SynAI: an AI-driven cancer drugs synergism prediction platform

SynAI design offers several advantages compared to existing synergistic analysis solutions:

Utilizing only SMILE sequences as inputs, no compound synthetization is required for the analysis. Thus, SynAI can significantly decrease the costs of candidate screening.
In addition, SynAI requires no compound structural info thus further reduces the early screening duration. The prediction is genuine in silico.
Finally, the AI core of SynAI is designed to be retrainable which can be updated with new experiment data in future.
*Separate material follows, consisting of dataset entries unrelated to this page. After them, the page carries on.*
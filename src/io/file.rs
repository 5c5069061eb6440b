use std::path::Path;

use crate::error::FileError;
use crate::model::Project;

/// Save a project to a JSON file.
pub fn save_project(project: &Project, path: &Path) -> Result<(), FileError> {
    let json = serde_json::to_string_pretty(project)?;
    std::fs::write(path, json)?;
    log::info!("saved '{}' to {}", project.name, path.display());
    Ok(())
}

/// Load a project from a JSON file.
///
/// Task references are sanitized on the way in, so a hand-edited file with
/// stale dependency ids still loads.
pub fn load_project(path: &Path) -> Result<Project, FileError> {
    let json = std::fs::read_to_string(path)?;
    let mut project: Project = serde_json::from_str(&json)?;
    let tasks = project.store.list();
    project.store.replace_all(tasks);
    log::info!(
        "loaded '{}' ({} tasks) from {}",
        project.name,
        project.store.len(),
        path.display()
    );
    Ok(project)
}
The latest version of SynAI provides four input modes to meet different research interests (cf. Fig 2) (cf. Table 1). An API (Application Programming Interface) is being added allowing FASTA-like data file to be upload for bulk processing.

Figure 2.

open Access web-UI of SynAI.

Table 1.

SynAI prediction mode list.

SynAI prediction modes	Input 1	Input 2	Cell
Drug versus Drug	Single drug	Single drug	Multicell
Drug versus SMILE	Single drug	Single SMILE	Multicell
SMI versus SMI	Single SMILE	Single SMILE	Multicell
SMI bulk run	SMILE seq file		Multicell

SynAI prediction modes	Input 1	Input 2	Cell
Drug versus Drug	Single drug	Single drug	Multicell
Drug versus SMILE	Single drug	Single SMILE	Multicell
SMI versus SMI	Single SMILE	Single SMILE	Multicell
SMI bulk run	SMILE seq file		Multicell

Table 1.

SynAI prediction mode list.

SynAI prediction modes	Input 1	Input 2	Cell
Drug versus Drug	Single drug	Single drug	Multicell
Drug versus SMILE	Single drug	Single SMILE	Multicell
SMI versus SMI	Single SMILE	Single SMILE	Multicell
SMI bulk run	SMILE seq file		Multicell

SynAI prediction modes	Input 1	Input 2	Cell
Drug versus Drug	Single drug	Single drug	Multicell
Drug versus SMILE	Single drug	Single SMILE	Multicell
SMI versus SMI	Single SMILE	Single SMILE	Multicell
SMI bulk run	SMILE seq file		Multicell

2 Materials and methods

The AI core of SynAI platform was constructed (cf. Fig. 1) using the MLP (multi-layer perceptron) network under the PyTorch framework (Paszke et al. 2019). Instead of having one neural network trained against all cell lines and drug combinations, one MLP network was trained for each cell line (cf. Fig. 5). Essentially, these networks predict Bliss score (Liu and Zhao 2016, Yang et al. 2020) for any combination of SMILE-based feature sets known as the molecular fingerprints (Pedregosa et al. 2011, Wu et al. 2018). The neural networks were trained against the National Cancer Institute (NCI)-Almanac database (cf. Fig. 7) (Holbeck et al. 2017) and the learnability of SynAI was verified using both NCI-Almanac and DrugCombDB (cf. Fig. 8) (Liu et al. 2020). During the training, a hyperparameter tuning (HT) study (cf. Fig. 6) was performed for SynAI AI core and other benchmark algorithms (RNN, RF, GBX); allowing an objective comparison of algorithm performances.

2.1 Data preparation

SynAI platform starts with two popular ex vivo synergism datasets: (i) NCI-Almanac database (Holbeck et al. 2017) is frequently referred as the synergism benchmark dataset constructed with a systematic evaluation of ex vivo therapeutic activity of over 5000 pairs of Food and Drug Administration (FDA)-approved cancer drugs against a panel of 60 well-characterized human tumor cell lines (NCI-60) to uncover combinations with greater than additive growth-inhibitory activity. In total, over 300K of compound pairs are covered in NCI dataset and (ii) DrugCombDB (Liu et al. 2020) is a newly developed collective drug synergism database by integrating multiple drug synergism datasets. Similar to NCI-data, DrugCombDB houses over 450K drug pairs over 120 cell lines. On average, each cell line was tested against over 8000 pairs of compounds.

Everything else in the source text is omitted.